Numerical modelling of two-phase oil–water flow patterns in a subsea pipeline
Introduction
The flow of two immiscible liquids is encountered in a diverse range of processes, such as those of the petroleum industry. The simultaneous flow of oil and water in pipelines is a common occurrence in offshore oil production systems. In the early stages of a well’s lifetime the amount of water is negligible. However, as the well ages the water production increases. Furthermore, water injection for enhanced oil recovery is commonly used to maintain the reservoir pressure. In contrast to the early days of the offhore oil industry, when the amount of produced water was negligible, these days many wells are mature and are producing large amounts of water. From an economical point of view, operation of a well might be reasonable even for water cuts as high as 90% (Elseth, 2001, Kumara et al., 2009). The internal structure of the oil–water flow, known as the flow pattern, and the distribution of water have a great influence on the design of the pipeline. The distribution of oil and water in the pipeline significantly affects the corrosion rate, the pressure drop, wax deposition, etc. An effective design can be made only if the flow pattern and the phase distributions under different conditions are known. (Xu, 2007).
Liquid–liquid flows in a horizontal pipeline can be classified into two major groups and several sub-groups, based on the interface structure. At relatively low velocities two immiscible liquids are separated by a clearly defined interface. This flow regime is referred to as a stratified flow pattern. However, at relatively high velocities there is no clear interface and one fluid is in the form of drops in the continuum of the other. This flow pattern is usually called a dispersed flow. At intermediate velocities a combination of the dispersed and stratified flow patterns is observed, where both phases retain their continuity at the top and bottom of the pipe, with a dispersed region present in the middle of the pipe cross section. Apart from these, formation of slug flow and annular flow was reported by several investigators. Experimental studies showed that by increasing the oil viscosity the extent of core annular flow increases. The transition boundaries among these flow patterns depend on many factors. A great deal of effort has gone into studying flow patterns under different conditions. Various experimental studies have been carried out to get reliable flow pattern maps through which we can identify the flow regime inside the pipe.

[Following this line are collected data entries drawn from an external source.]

// Copyright 2022 Webb Technologies Inc.
//
// Licensed under the Apache License, Version 2.0 (the "License");
// you may not use this file except in compliance with the License.
// You may obtain a copy of the License at
//
// http://www.apache.org/licenses/LICENSE-2.0
//
// Unless required by applicable law or agreed to in writing, software
// distributed under the License is distributed on an "AS IS" BASIS,
// WITHOUT WARRANTIES OR CONDITIONS OF ANY KIND, either express or implied.
// See the License for the specific language governing permissions and
// limitations under the License.

use std::sync::atomic::{AtomicBool, Ordering};
use std::sync::Arc;

use ethers::types::{Address, H256, U256};
use futures::TryFutureExt;
use hub_relayer_chain::{ChainClient, KeyManager};
use hub_relayer_config::chain::ContractsConfig;
use hub_relayer_config::relay::{RegistrationConfig, WorkerConfig};
use hub_relayer_registration::RegistrationManager;
use hub_relayer_store::TxStore;
use hub_relayer_tx_manager::{SendTransactionDetails, TransactionManager};
use hub_relayer_types::relay::{
    PingResponse, RelayTransactionRequest, RelayTransactionResponse,
};
use hub_relayer_types::{Identity, ServerAction};
use hub_relayer_utils::metric::{wei_to_gwei, Metrics};
use hub_relayer_utils::{probe, Error, RelayRequestError, Result};
use parking_lot::{Mutex, RwLock};

use crate::fees::TX_BASE_GAS;
use crate::RelayApi;

/// Chain view of the last tick. Replaced as a whole on every tick.
#[derive(Debug, Clone, Default, PartialEq, Eq)]
pub struct WorkerSnapshot {
    pub block_number: u64,
    /// Lowest gas price accepted from clients.
    pub gas_price: U256,
    pub manager_balance: U256,
    pub owner: Option<Address>,
    pub ready: bool,
    /// Why the server is not ready.
    pub last_error: Option<String>,
}

pub struct RelayWorker<S, C, K> {
    pub(crate) tx_manager: Arc<TransactionManager<S, C, K>>,
    registration: tokio::sync::Mutex<RegistrationManager<S, C, K>>,
    pub(crate) contracts: ContractsConfig,
    pub(crate) config: WorkerConfig,
    pub(crate) fees: RegistrationConfig,
    pub(crate) manager: Address,
    /// The worker relayed calls are signed with.
    pub(crate) worker: Address,
    workers: Vec<(Identity, Address)>,
    snapshot: RwLock<Arc<WorkerSnapshot>>,
    force_registration: AtomicBool,
    last_logged_error: Mutex<Option<String>>,
}

impl<S, C, K> std::fmt::Debug for RelayWorker<S, C, K> {
    fn fmt(&self, f: &mut std::fmt::Formatter<'_>) -> std::fmt::Result {
        f.debug_struct("RelayWorker")
            .field("manager", &self.manager)
            .field("worker", &self.worker)
            .field("snapshot", &self.snapshot.read())
            .finish_non_exhaustive()
    }
}

impl<S, C, K> RelayWorker<S, C, K>
where
    S: TxStore + 'static,
    C: ChainClient + 'static,
    K: KeyManager + 'static,
{
    pub fn new(
        tx_manager: Arc<TransactionManager<S, C, K>>,
        registration: RegistrationManager<S, C, K>,
        contracts: ContractsConfig,
        config: WorkerConfig,
    ) -> Result<Self> {
        let keys = tx_manager.keys();
        let manager = keys.address(Identity::Manager)?;
        let worker = keys.address(Identity::Worker(0))?;
        let workers = keys
            .identities()
            .into_iter()
            .filter(Identity::is_worker)
            .map(|identity| Ok((identity, keys.address(identity)?)))
            .collect::<Result<Vec<_>>>()?;
        let fees = registration.config().clone();
        let force_registration =
            AtomicBool::new(fees.force_registration_on_start);
        Ok(Self {
            tx_manager,
            registration: tokio::sync::Mutex::new(registration),
            contracts,
            config,
            fees,
            manager,
            worker,
            workers,
            snapshot: RwLock::new(Arc::new(WorkerSnapshot {
                last_error: Some(String::from("waiting for the first block")),
                ..Default::default()
            })),
            force_registration,
            last_logged_error: Mutex::new(None),
        })
    }

    /// The snapshot published by the last tick.
    pub fn snapshot(&self) -> Arc<WorkerSnapshot> {
        self.snapshot.read().clone()
    }

    pub fn tx_manager(&self) -> &Arc<TransactionManager<S, C, K>> {
        &self.tx_manager
    }

    /// Snapshot of the registration manager state.
    pub async fn registration_state(
        &self,
    ) -> hub_relayer_registration::RegistrationState {
        self.registration.lock().await.state()
    }

    fn metrics_ref(&self) -> &Metrics {
        self.tx_manager.metrics()
    }

    /// Startup checks, failing with a fatal error when the configured hub is
    /// not usable.
    #[tracing::instrument(skip_all)]
    pub async fn init(&self) -> Result<()> {
        let chain = self.tx_manager.chain();
        let relay_hub = chain.relay_hub();
        let code = chain.code_at(relay_hub).await?;
        if code.is_empty() {
            return Err(Error::InvalidHubContract(relay_hub));
        }
        let version = chain.hub_version().await?;
        if !version.starts_with(&self.contracts.expected_hub_version) {
            return Err(Error::HubVersionMismatch {
                expected: self.contracts.expected_hub_version.clone(),
                found: version,
            });
        }
        self.tx_manager.init().await?;
        tracing::event!(
            target: probe::TARGET,
            tracing::Level::DEBUG,
            kind = %probe::Kind::Lifecycle,
            ?relay_hub,
            %version,
            manager = ?self.manager,
            worker = ?self.worker,
            initialized = true,
        );
        Ok(())
    }

    /// Processes `block`. Returns the ids of the transactions sent.
    #[tracing::instrument(skip(self))]
    pub async fn tick(&self, block: u64) -> Result<Vec<H256>> {
        let mut snapshot = WorkerSnapshot {
            block_number: block,
            ..Default::default()
        };
        let result = self.tick_inner(block, &mut snapshot).await;
        match &result {
            Ok(_) => {
                snapshot.ready = true;
                snapshot.last_error = None;
                if self.last_logged_error.lock().take().is_some() {
                    tracing::info!(block, "relay server is ready again");
                }
            }
            Err(e) => {
                let message = e.to_string();
                let mut last = self.last_logged_error.lock();
                if last.as_deref() != Some(message.as_str()) {
                    tracing::warn!(block, error = %message, "relay server not ready");
                    *last = Some(message.clone());
                }
                snapshot.ready = false;
                snapshot.last_error = Some(message);
            }
        }
        self.metrics_ref()
            .ready
            .set(if snapshot.ready { 1.0 } else { 0.0 });
        tracing::event!(
            target: probe::TARGET,
            tracing::Level::DEBUG,
            kind = %probe::Kind::Worker,
            block,
            ready = snapshot.ready,
            gas_price = %snapshot.gas_price,
        );
        *self.snapshot.write() = Arc::new(snapshot);
        result
    }

    async fn tick_inner(
        &self,
        block: u64,
        snapshot: &mut WorkerSnapshot,
    ) -> Result<Vec<H256>> {
        let chain = self.tx_manager.chain();

        let network_gas_price = chain.gas_price().await?;
        let gas_price = (network_gas_price
            .saturating_mul(U256::from(self.config.gas_price_percent))
            / 100)
            .max(self.config.min_gas_price.wei());
        let max_gas_price = self.tx_manager.config().max_gas_price.wei();
        snapshot.gas_price = gas_price;
        if gas_price > max_gas_price {
            return Err(Error::GasPriceTooHigh {
                gas_price,
                max_gas_price,
            });
        }

        let balance = chain.balance(self.manager).await?;
        snapshot.manager_balance = balance;
        self.metrics_ref().manager_balance.set(wei_to_gwei(balance));
        let required = self.fees.min_manager_balance.wei();
        if balance < required {
            return Err(Error::FundingNeeded { balance, required });
        }

        let mut sent = {
            let mut registration = self.registration.lock().await;
            let from = registration
                .state()
                .last_scanned_block
                .map(|b| b + 1)
                .unwrap_or(self.contracts.deployed_at);
            let mut events = Vec::new();
            let step = self.config.max_blocks_per_step.max(1);
            let mut start = from;
            while start <= block {
                let end = block.min(start + step - 1);
                events.extend(chain.hub_events(self.manager, start, end).await?);
                start = end + 1;
            }
            let force = self.force_registration.load(Ordering::SeqCst);
            let sent = registration
                .handle_chain_events(&events, block, force)
                .await?;
            self.force_registration.store(false, Ordering::SeqCst);
            snapshot.owner = registration.state().owner;
            registration.assert_registered()?;
            sent
        };

        sent.extend(self.top_up_workers(block, balance).await?);
        let replacements = self.tx_manager.reconcile_confirmed(block).await?;
        sent.extend(replacements.iter().map(|tx| tx.id));
        Ok(sent)
    }

    /// Refills the workers below `min_worker_balance` up to
    /// `worker_target_balance`, as long as the manager keeps its own minimum.
    async fn top_up_workers(
        &self,
        block: u64,
        mut manager_balance: U256,
    ) -> Result<Vec<H256>> {
        let chain = self.tx_manager.chain();
        let min_balance = self.config.min_worker_balance.wei();
        let target = self.config.worker_target_balance.wei();
        let manager_minimum = self.fees.min_manager_balance.wei();
        let pending_transfers: Vec<Address> = self
            .tx_manager
            .store()
            .get_all_for_signer(self.manager)?
            .into_iter()
            .filter(|tx| tx.action == ServerAction::ValueTransfer && !tx.is_mined())
            .map(|tx| tx.to)
            .collect();

        let mut sent = Vec::new();
        let mut total = U256::zero();
        for (identity, address) in &self.workers {
            let balance = chain.balance(*address).await?;
            total += balance;
            if balance >= min_balance || pending_transfers.contains(address) {
                continue;
            }
            let amount = target.saturating_sub(balance);
            if manager_balance < amount + manager_minimum {
                tracing::warn!(
                    %identity,
                    %balance,
                    %manager_balance,
                    "manager can not afford to top up the worker",
                );
                continue;
            }
            let details = SendTransactionDetails::builder()
                .identity(Identity::Manager)
                .action(ServerAction::ValueTransfer)
                .to(*address)
                .value(amount)
                .gas_limit(U256::from(TX_BASE_GAS))
                .creation_block(block)
                .build();
            let signed = self.tx_manager.send_transaction(details).await?;
            tracing::info!(%identity, %amount, tx_hash = ?signed.tx_hash, "topped up worker");
            manager_balance -= amount;
            sent.push(signed.tx_hash);
        }
        self.metrics_ref().worker_balance.set(wei_to_gwei(total));
        Ok(sent)
    }

    /// Ticks on every new block until the future is dropped.
    ///
    /// Fatal errors stop the loop, anything else is retried on the next
    /// block.
    #[tracing::instrument(skip_all)]
    pub async fn run(self: Arc<Self>) -> Result<()> {
        let interval = self.config.polling_interval();
        let backoff = backoff::ExponentialBackoff {
            max_elapsed_time: None,
            ..Default::default()
        };
        tracing::event!(
            target: probe::TARGET,
            tracing::Level::DEBUG,
            kind = %probe::Kind::Lifecycle,
            polling_interval_ms = interval.as_millis() as u64,
            starting = true,
        );
        let last_ticked = Mutex::new(None::<u64>);
        let task = || async {
            loop {
                let block = self
                    .tx_manager
                    .chain()
                    .block_number()
                    .map_err(backoff::Error::transient)
                    .await?;
                let is_new = last_ticked.lock().map_or(true, |last| block > last);
                if is_new {
                    match self.tick(block).await {
                        Err(e) if e.is_fatal() => {
                            return Err(backoff::Error::permanent(e));
                        }
                        // logged by the tick
                        Ok(_) | Err(_) => {}
                    }
                    *last_ticked.lock() = Some(block);
                }
                tokio::time::sleep(interval).await;
            }
        };
        backoff::future::retry_notify(backoff, task, |e, after: std::time::Duration| {
            tracing::event!(
                target: probe::TARGET,
                tracing::Level::DEBUG,
                kind = %probe::Kind::Retry,
                error = %e,
                retry_after_ms = after.as_millis() as u64,
            );
        })
        .await
    }

    /// Addresses and readiness of the server.
    pub async fn ping(&self) -> PingResponse {
        let snapshot = self.snapshot();
        PingResponse {
            relay_worker_address: self.worker,
            relay_manager_address: self.manager,
            relay_hub_address: self.tx_manager.chain().relay_hub(),
            owner_address: snapshot.owner,
            min_gas_price: snapshot.gas_price,
            max_acceptance_budget: U256::from(self.config.max_acceptance_budget),
            chain_id: self.tx_manager.keys().chain_id(),
            ready: snapshot.ready,
            version: String::from(env!("CARGO_PKG_VERSION")),
        }
    }

    pub(crate) fn ensure_ready(
        &self,
        snapshot: &WorkerSnapshot,
    ) -> std::result::Result<(), RelayRequestError> {
        if snapshot.ready {
            Ok(())
        } else {
            Err(RelayRequestError::NotReady(
                snapshot
                    .last_error
                    .clone()
                    .unwrap_or_else(|| String::from("unknown")),
            ))
        }
    }
}

#[async_trait::async_trait]
impl<S, C, K> RelayApi for RelayWorker<S, C, K>
where
    S: TxStore + 'static,
    C: ChainClient + 'static,
    K: KeyManager + 'static,
{
    async fn create_relay_transaction(
        &self,
        request: RelayTransactionRequest,
    ) -> Result<RelayTransactionResponse> {
        RelayWorker::create_relay_transaction(self, request).await
    }

    async fn ping(&self) -> Result<PingResponse> {
        Ok(RelayWorker::ping(self).await)
    }

    fn metrics(&self) -> Arc<Metrics> {
        self.tx_manager.metrics().clone()
    }
}
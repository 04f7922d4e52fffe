// Copyright 2022 Webb Technologies Inc.
//
// Licensed under the Apache License, Version 2.0 (the "License");
// you may not use this file except in compliance with the License.
// You may obtain a copy of the License at
//
// http://www.apache.org/licenses/LICENSE-2.0
//
// Unless required by applicable law or agreed to in writing, software
// distributed under the License is distributed on an "AS IS" BASIS,
// WITHOUT WARRANTIES OR CONDITIONS OF ANY KIND, either express or implied.
// See the License for the specific language governing permissions and
// limitations under the License.


//! Relayer handlers for HTTP calls

#![warn(missing_docs)]
use std::sync::Arc;

use axum::routing::{get, post};
use axum::Router;
use hub_relayer_worker::RelayApi;

/// Module handles relayer API
pub mod routes;

/// Routes of the relay server, all of them served from the [`RelayApi`].
pub fn build_router(api: Arc<dyn RelayApi>) -> Router {
    Router::new()
        .route("/getaddr", get(routes::handle_ping))
        .route("/relay", post(routes::handle_relay_transaction))
        .route("/metrics", get(routes::handle_metric_info))
        .with_state(api)
}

However, because of the diversity of the oil properties, the available flow pattern maps lack a general agreement. Previous experimental studies show that the observed flow patterns and the phase distribution critically depend on the fluid properties, mixture velocity, inlet water cut,and the geometry (diameter and inclination angle) as well as wetting property of pipe (Arirachakaran et al., 1989, Angeli and Hewitt, 2000a; Lovick and Angeli, 2004a; Xu, 2007; Kumara et al., 2009, Strazza et al., 2011, Yusuf et al., 2012, Hanafizadeh et al., 2015).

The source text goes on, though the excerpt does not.